*WORK REQUEST*.
Keeping every word and mark, copy all of the data.

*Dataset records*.
________________________________________

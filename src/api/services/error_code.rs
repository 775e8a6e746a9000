//! 统一 API 错误码定义

use serde_repr::{Deserialize_repr, Serialize_repr};

use crate::errors::ShortlinkError;

/// API 错误码
///
/// 使用 serde_repr 序列化为数字。按千位分域：
/// - 0: 成功
/// - 1000-1099: 通用错误
/// - 3000-3099: 链接错误
#[derive(Debug, Clone, Copy, PartialEq, Eq, Serialize_repr, Deserialize_repr)]
#[repr(i32)]
pub enum ErrorCode {
    Success = 0,

    // 通用错误 1000-1099
    BadRequest = 1000,
    Unauthorized = 1001,
    Forbidden = 1003,
    NotFound = 1004,
    InternalServerError = 1005,
    ServiceUnavailable = 1030,

    // 链接错误 3000-3099
    LinkNotFound = 3000,
    LinkAlreadyExists = 3001,
    LinkValidationFailed = 3002,
    LinkDatabaseError = 3005,
    LinkCodeSpaceExhausted = 3007,
}

impl From<&ShortlinkError> for ErrorCode {
    fn from(err: &ShortlinkError) -> Self {
        match err {
            ShortlinkError::NotFound(_) => ErrorCode::LinkNotFound,
            ShortlinkError::Conflict(_) => ErrorCode::LinkAlreadyExists,
            ShortlinkError::Validation(_) => ErrorCode::LinkValidationFailed,
            ShortlinkError::Exhausted(_) => ErrorCode::LinkCodeSpaceExhausted,
            ShortlinkError::Unauthorized(_) => ErrorCode::Unauthorized,
            ShortlinkError::Forbidden(_) => ErrorCode::Forbidden,
            ShortlinkError::StoreUnavailable(_) => ErrorCode::LinkDatabaseError,
            ShortlinkError::DatabaseConfig(_) => ErrorCode::InternalServerError,
        }
    }
}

________________________________________

*ANSWER TO THE EXERCISE*.
filename src/api/services/error_code.rs
repository 775e8a6e746a9000
//! 统一 API 错误码定义

use serde_repr::{Deserialize_repr, Serialize_repr};

use crate::errors::ShortlinkError;

/// API 错误码
///
/// 使用 serde_repr 序列化为数字。按千位分域：
/// - 0: 成功
/// - 1000-1099: 通用错误
/// - 3000-3099: 链接错误
#[derive(Debug, Clone, Copy, PartialEq, Eq, Serialize_repr, Deserialize_repr)]
#[repr(i32)]
pub enum ErrorCode {
    Success = 0,

    // 通用错误 1000-1099
    BadRequest = 1000,
    Unauthorized = 1001,
    Forbidden = 1003,
    NotFound = 1004,
    InternalServerError = 1005,
    ServiceUnavailable = 1030,

    // 链接错误 3000-3099
    LinkNotFound = 3000,
    LinkAlreadyExists = 3001,
    LinkValidationFailed = 3002,
    LinkDatabaseError = 3005,
    LinkCodeSpaceExhausted = 3007,
}

impl From<&ShortlinkError> for ErrorCode {
    fn from(err: &ShortlinkError) -> Self {
        match err {
            ShortlinkError::NotFound(_) => ErrorCode::LinkNotFound,
            ShortlinkError::Conflict(_) => ErrorCode::LinkAlreadyExists,
            ShortlinkError::Validation(_) => ErrorCode::LinkValidationFailed,
            ShortlinkError::Exhausted(_) => ErrorCode::LinkCodeSpaceExhausted,
            ShortlinkError::Unauthorized(_) => ErrorCode::Unauthorized,
            ShortlinkError::Forbidden(_) => ErrorCode::Forbidden,
            ShortlinkError::StoreUnavailable(_) => ErrorCode::LinkDatabaseError,
            ShortlinkError::DatabaseConfig(_) => ErrorCode::InternalServerError,
        }
    }
}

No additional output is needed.